Ceux qui observeront avec attention l'esprit public de cette nation le trouveront toujours porté à l'excès sur quelque objet de prédilection dont le charme absorbera pour le moment toutes ses facultés. La durée de la passion dominante est ordinairement en raison inverse de sa vivacité, et comme le Français est susceptible d'une sorte de pétulance inconnue aux autres nations, il ne faut point s'étonner de le voir se passionner et éprouver successivement le même degré de chaleur pour les objets les plus opposés. Je regarde, pour le dire ici en passant, cette extrême vivacité, jointe à un caractère naturellement gai, comme la source de la supériorité,que cette nation a toujours eue en Europe.

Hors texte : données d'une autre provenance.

//! The capability contract shared by every literal variant
//!
//! A literal is a lexical string, a datatype IRI, and (for typed variants) a
//! decoded native value. Variants keep the lexical form exactly as supplied
//! until `canonicalize` is called explicitly.

use crate::datatype::Datatype;
use serde::{Deserialize, Serialize};
use std::borrow::Cow;
use std::fmt;
use std::sync::Arc;

/// Shared literal contract
///
/// Implementors also implement `Display`, which renders the lexical form.
pub trait Literal: fmt::Display {
    /// Lexical form: the stored string, or a rendering of the decoded value
    fn lexical(&self) -> Cow<'_, str>;

    /// Datatype IRI
    fn datatype(&self) -> &Datatype;

    /// True when the lexical form matches the datatype grammar and a value was decoded
    fn is_valid(&self) -> bool;

    /// Rewrite the lexical form to the canonical form of the decoded value.
    ///
    /// No-op when there is no decoded value. Idempotent.
    fn canonicalize(&mut self) -> &mut Self
    where
        Self: Sized;

    /// Canonical copy, leaving `self` untouched
    fn to_canonical(&self) -> Self
    where
        Self: Sized + Clone,
    {
        let mut canonical = self.clone();
        canonical.canonicalize();
        canonical
    }

    /// N-Triples term: `"lexical"^^<datatype>`, or `"lexical"` for xsd:string
    fn to_ntriples(&self) -> String {
        let lexical = escape_ntriples(&self.lexical());
        if self.datatype().is_xsd_string() {
            format!("\"{}\"", lexical)
        } else {
            format!("\"{}\"^^<{}>", lexical, self.datatype().as_iri())
        }
    }
}

/// Escape a lexical form for use inside an N-Triples string
pub fn escape_ntriples(s: &str) -> String {
    let mut out = String::with_capacity(s.len());
    for ch in s.chars() {
        match ch {
            '\\' => out.push_str("\\\\"),
            '"' => out.push_str("\\\""),
            '\n' => out.push_str("\\n"),
            '\r' => out.push_str("\\r"),
            '\t' => out.push_str("\\t"),
            c => out.push(c),
        }
    }
    out
}

/// Wire shape of a decoded literal variant.
///
/// Deserialization goes through this so that a missing `value` can be decoded
/// from `lexical`, the same as construction from a lexical form.
#[derive(Deserialize)]
pub(crate) struct LiteralRepr<T> {
    #[serde(default)]
    pub(crate) value: Option<T>,
    #[serde(default)]
    pub(crate) lexical: Option<Arc<str>>,
    #[serde(default)]
    pub(crate) datatype: Option<Datatype>,
}

/// Construction overrides for a literal
///
/// Deserializable so overrides can come straight from JSON input:
///
/// ```
/// use fluree_literal::LiteralOptions;
///
/// let opts = LiteralOptions::default().lexical("+007");
/// assert_eq!(opts.lexical.as_deref(), Some("+007"));
/// ```
#[derive(Clone, Debug, Default, PartialEq, Eq, Serialize, Deserialize)]
#[serde(default, deny_unknown_fields)]
pub struct LiteralOptions {
    /// Lexical form to store verbatim, even if it disagrees with the value
    pub lexical: Option<String>,
    /// Datatype IRI replacing the variant's default
    pub datatype: Option<String>,
}

impl LiteralOptions {
    /// Set the lexical override
    pub fn lexical(mut self, lexical: impl Into<String>) -> Self {
        self.lexical = Some(lexical.into());
        self
    }

    /// Set the datatype override
    pub fn datatype(mut self, datatype: impl Into<String>) -> Self {
        self.datatype = Some(datatype.into());
        self
    }

    /// Datatype override as a `Datatype`
    pub fn datatype_override(&self) -> Option<Datatype> {
        self.datatype.as_deref().map(Datatype::from_iri)
    }
}

#[cfg(test)]
mod tests {
    use super::*;

    #[test]
    fn test_escape_ntriples() {
        assert_eq!(escape_ntriples("plain"), "plain");
        assert_eq!(escape_ntriples("a\"b"), "a\\\"b");
        assert_eq!(escape_ntriples("line\nbreak\t"), "line\\nbreak\\t");
        assert_eq!(escape_ntriples("back\\slash"), "back\\\\slash");
    }

    #[test]
    fn test_options_builder() {
        let opts = LiteralOptions::default()
            .lexical("007")
            .datatype("http://www.w3.org/2001/XMLSchema#int");
        assert_eq!(opts.lexical.as_deref(), Some("007"));
        assert_eq!(
            opts.datatype_override().map(|dt| dt.is_integer_family()),
            Some(true)
        );
    }

    #[test]
    fn test_options_from_json() {
        let opts: LiteralOptions = serde_json::from_str(r#"{"lexical": "+1"}"#).unwrap();
        assert_eq!(opts.lexical.as_deref(), Some("+1"));
        assert!(opts.datatype.is_none());

        let err = serde_json::from_str::<LiteralOptions>(r#"{"lang": "en"}"#);
        assert!(err.is_err());
    }
}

Je sais qu'elle n'a jamais pu se laver du reproche d'inconstance et de légèreté, je sais que sa vivacité, dont j'entreprends ici de faire l'éloge, l'a souvent exposée à de terribles revers, et mise quelquefois à deux doigts de sa perte; mais elle l'a aussi toujours tiré de l'abîme où elle l'avait précipitée; et pour jouer un rôle constamment brillant, il n'y a sans doute rien de mieux que de se remuer sans cesse et en tout sens, de revenir toujours et de tous côtés à la charge; rebuté ici, de se remontrer incontinent ailleurs avec la même confiance, et de savoir se tirer du plus grand abattement par un effort du plus grand enthousiasme. Tel a été toujours le caractère du Français, et à force de se présenter au jeu, il a dû avoir la chance sur les mesures et les opérations plus sages, plus réfléchies, mieux raisonnées, et mieux combinées des autres nations.